CompleteCar

Introducing the Amabot and the FaceBus

ChooseMyCar.com dreams up five futuristic vehicles from global tech firms.
Matt Robinson
Matt Robinson
@MttRbnsn

Published on March 20, 2020

With the world trapped in self-isolation and social-distancing hell, UK-based website ChooseMyCar.com has clearly got too much time on its twiddling thumbs and has thus dreamt up an array of wacky wheels that it thinks the technology giants of the world might come up with. So here's what the car-financing firm has rustled up for your delectation...

Amazon: the Amabot

It might have a smiling face but the Amabot is blatantly ready to deliver UNHOLY DEATH TO HUMANS once Skynet's re-programming takes place. Or something. Ahem. Anyway, shoving our innate technofear to one side for the moment, ChooseMyCar.com envisages the cheeky little Amabot as an autonomous delivery vehicle, a minuscule creation that would bring you your packages ordered from the warehouse giant as expeditiously as possible. To do this, it would target your phone's GPS and then seek you out, greeting you with a friendly smile once it arrives. Or murdering you in a viciously aggressive and needlessly dramatic manner, once its AI programming and irrefutable logic has reasoned that humans are a terrible threat to the planet's existence and they must therefore be eradicated for the greater good.
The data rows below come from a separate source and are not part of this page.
//! HAR-RV (heterogeneous autoregressive realized volatility).
//!
//! RV_{t+1} = b0 + b_d * RV_t + b_w * avg(RV, 5) + b_m * avg(RV, 22)
//!
//! Coefficients come from OLS on the rows chronologically before the one
//! being forecast, so no row ever sees its own future. When the history is
//! too short, or the normal equations are singular, the row's own realized
//! volatility is passed through as the one-step forecast.

use crate::models::{ForecastContext, VolForecast, VolatilityModel};
use crate::numerics::special::two_sided_critical;
use crate::rows::{RowReason, VolSource};

const WEEK: usize = 5;
const MONTH: usize = 22;
const MIN_TARGETS: usize = 8;
const N_COEF: usize = 4;

pub struct HarRvModel {
    critical: f64,
    n_targets: usize,
}

impl HarRvModel {
    pub fn new(coverage: f64, window_days: usize) -> Self {
        Self {
            critical: two_sided_critical(coverage, None),
            n_targets: window_days.max(MIN_TARGETS),
        }
    }
}

impl VolatilityModel for HarRvModel {
    #[inline]
    fn name(&self) -> &'static str {
        "HAR_RV"
    }

    #[inline]
    fn critical_value(&self) -> f64 {
        self.critical
    }

    fn forecast(&self, ctx: &ForecastContext<'_>) -> Result<VolForecast, RowReason> {
        let current = ctx
            .realized_vol
            .get(ctx.index)
            .copied()
            .flatten()
            .filter(|v| v.is_finite() && *v > 0.0)
            .ok_or(RowReason::HarRequirements)?;

        let (sigma, source) = match regress(ctx.realized_vol, ctx.index, self.n_targets) {
            Some(coef) => match features(ctx.realized_vol, ctx.index).map(|x| dot(&coef, &x)) {
                Some(pred) if pred.is_finite() && pred > 0.0 => (pred, VolSource::HarRegression),
                _ => (current, VolSource::HarPassthrough),
            },
            None => (current, VolSource::HarPassthrough),
        };

        tracing::trace!(index = ctx.index, sigma, source = ?source, "HAR forecast");

        let variance_1d = sigma * sigma;
        Ok(VolForecast {
            variance_1d,
            variance_h: variance_1d * ctx.horizon.max(1) as f64,
            source,
            garch: None,
        })
    }
}

/// Regressor vector `[1, RV_j, avg5_j, avg22_j]` at newest-first index `j`.
/// Needs RV at `j .. j + 22`, all present and positive.
fn features(rv: &[Option<f64>], j: usize) -> Option<[f64; N_COEF]> {
    let end = j.checked_add(MONTH)?;
    if end > rv.len() {
        return None;
    }
    let mut month = [0.0; MONTH];
    for (slot, v) in month.iter_mut().zip(&rv[j..end]) {
        *slot = v.filter(|x| x.is_finite() && *x > 0.0)?;
    }
    let weekly = month[..WEEK].iter().sum::<f64>() / WEEK as f64;
    let monthly = month.iter().sum::<f64>() / MONTH as f64;
    Some([1.0, month[0], weekly, monthly])
}

#[inline]
fn dot(a: &[f64; N_COEF], b: &[f64; N_COEF]) -> f64 {
    a.iter().zip(b).map(|(x, y)| x * y).sum()
}

/// OLS coefficients fitted on the `n_targets` most recent (target, features)
/// pairs strictly older than the forecast row. Target for features at `j` is
/// RV at `j - 1`; the forecast row's own RV is the newest admissible target.
fn regress(rv: &[Option<f64>], index: usize, n_targets: usize) -> Option<[f64; N_COEF]> {
    let mut xtx = [0.0; N_COEF * N_COEF];
    let mut xty = [0.0; N_COEF];

    for j in (index + 1)..=(index + n_targets) {
        let x = features(rv, j)?;
        let y = rv[j - 1].filter(|v| v.is_finite() && *v > 0.0)?;
        for r in 0..N_COEF {
            xty[r] += x[r] * y;
            for c in 0..N_COEF {
                xtx[r * N_COEF + c] += x[r] * x[c];
            }
        }
    }

    solve_cholesky(&xtx, &xty)
}

/// Solve `A x = b` for symmetric positive-definite `A` (row-major).
/// None when `A` is not numerically positive definite.
fn solve_cholesky(a: &[f64; N_COEF * N_COEF], b: &[f64; N_COEF]) -> Option<[f64; N_COEF]> {
    let n = N_COEF;
    let mut l = [0.0; N_COEF * N_COEF];

    for i in 0..n {
        for j in 0..=i {
            let mut sum = a[i * n + j];
            for k in 0..j {
                sum -= l[i * n + k] * l[j * n + k];
            }
            if i == j {
                // relative tolerance: regressors live on very different scales
                if sum <= 1e-12 * a[i * n + i].abs() || sum <= 0.0 {
                    return None;
                }
                l[i * n + j] = sum.sqrt();
            } else {
                l[i * n + j] = sum / l[j * n + j];
            }
        }
    }

    let mut y = [0.0; N_COEF];
    for i in 0..n {
        let mut sum = b[i];
        for j in 0..i {
            sum -= l[i * n + j] * y[j];
        }
        y[i] = sum / l[i * n + i];
    }

    let mut x = [0.0; N_COEF];
    for i in (0..n).rev() {
        let mut sum = y[i];
        for j in (i + 1)..n {
            sum -= l[j * n + i] * x[j];
        }
        x[i] = sum / l[i * n + i];
    }

    x.iter().all(|v| v.is_finite()).then_some(x)
}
Chilling.

Apple: the iDrive

Presumably, whomsoever wrote this piece at ChooseMyCar.com hasn't heard about BMW's famously litigious lawyers. While it is perfectly feasible that enormous communications leviathan Apple would indeed call any foray it might make into the automotive market the iDrive, Munich would crash down on the American firm like eine Tonne Ziegel, given that this is what BMW has called its human-machine interface for the past 19 years. Not much to say about the Apple version of iDrive once you've covered off its plagiaristic name, beyond the fact that it looks roughly as you'd imagine an iPhone would if someone rammed it through Photoshop to make it appear larger, vaguely car-shaped and then stuck some natty future-type wheels on it. Presumably, holding with Apple's ethos, the iDrive would cost a fortune if it was rendered in Rose Gold.

UberEats: UberBeeps

The justification for this thing from ChooseMyCar.com is that you can order four KFC Family Feasts for solitary consumption, without any fear of this bag-shaped green monstrosity judging you for your atrocious gluttony. Seems like a flimsy pretext on which to develop a car (as, indeed, is the whole article from ChooseMyCar.com, but we digress), but ChooseMyCar.com goes on to posit the idea that the UberBeeps would keep your food hot or cold, as required, and then once it has turned up at your doorstop to deliver you could subsequently access your meal with a unique PIN you receive when placing your order. It's basically UberEats, but without the humanoid driver and the knackered old Toyota Prius doing the deliveries. And, just like the Amabot, all the potential for the UberBeeps to one day turn on its human masters and fire scalding hot pepperoni pizza into their faces as part of the utterly unavoidable robotic rebellion.

Facebook: the FaceBus

Naïvely believing that android-faced weirdo Mark Zuckerberg is somehow primarily interested in bringing people together, over and above making massive great stacks of filthy lucre, ChooseMyCar.com has decided that the Facebook entry would be a camper van, so that you can 'go on a road trip of a lifetime' with as many of your social media friends as possible. We mean, it *looks* pretty cool, to be fair, but as Covid-19 will no doubt dictate we can't see anyone 'face-to-face in person' ever again, and your 'sowsh meedja' friends will be too busy Instagramming the crap out of their dinner for the 15 billionth time to actually join you on an adventure, this idea hasn't really got any legs. Actually, it has six wheels instead.

Google: the GoogleGO

Looking as if the writer of the piece was rapidly running out of ideas (and enthusiasm) by this point, the GoogleGO neatly avoids the fact that Google was indeed working on a car (which became the Waymo project) and it looked nothing like this red-and-silver, Judge Dredd-type contraption. It's also strange that the GoogleGO isn't rendered in the tech giant's corporate colours of red, blue, green and yellow, and when the piece talks about Google Glass displaying maps and information for the driver, or the car receiving updates about your journey to help your travel run smoothly, then you realise that the person behind this idea has never heard of head-up displays in contemporary cars nor about over-the-air updates/live traffic management software either. Also, adding the line at the end that 'Google would also invest time into making sure its car was environmentally-conscious by making it electric or even carbon neutral' suggests a startling lack of foresight about where the automotive industry is heading anyway. And there's no mention of the GoogleGO having an 'Incognito' mode so that you can, er, look up things that might be 'NSFW'... ahem.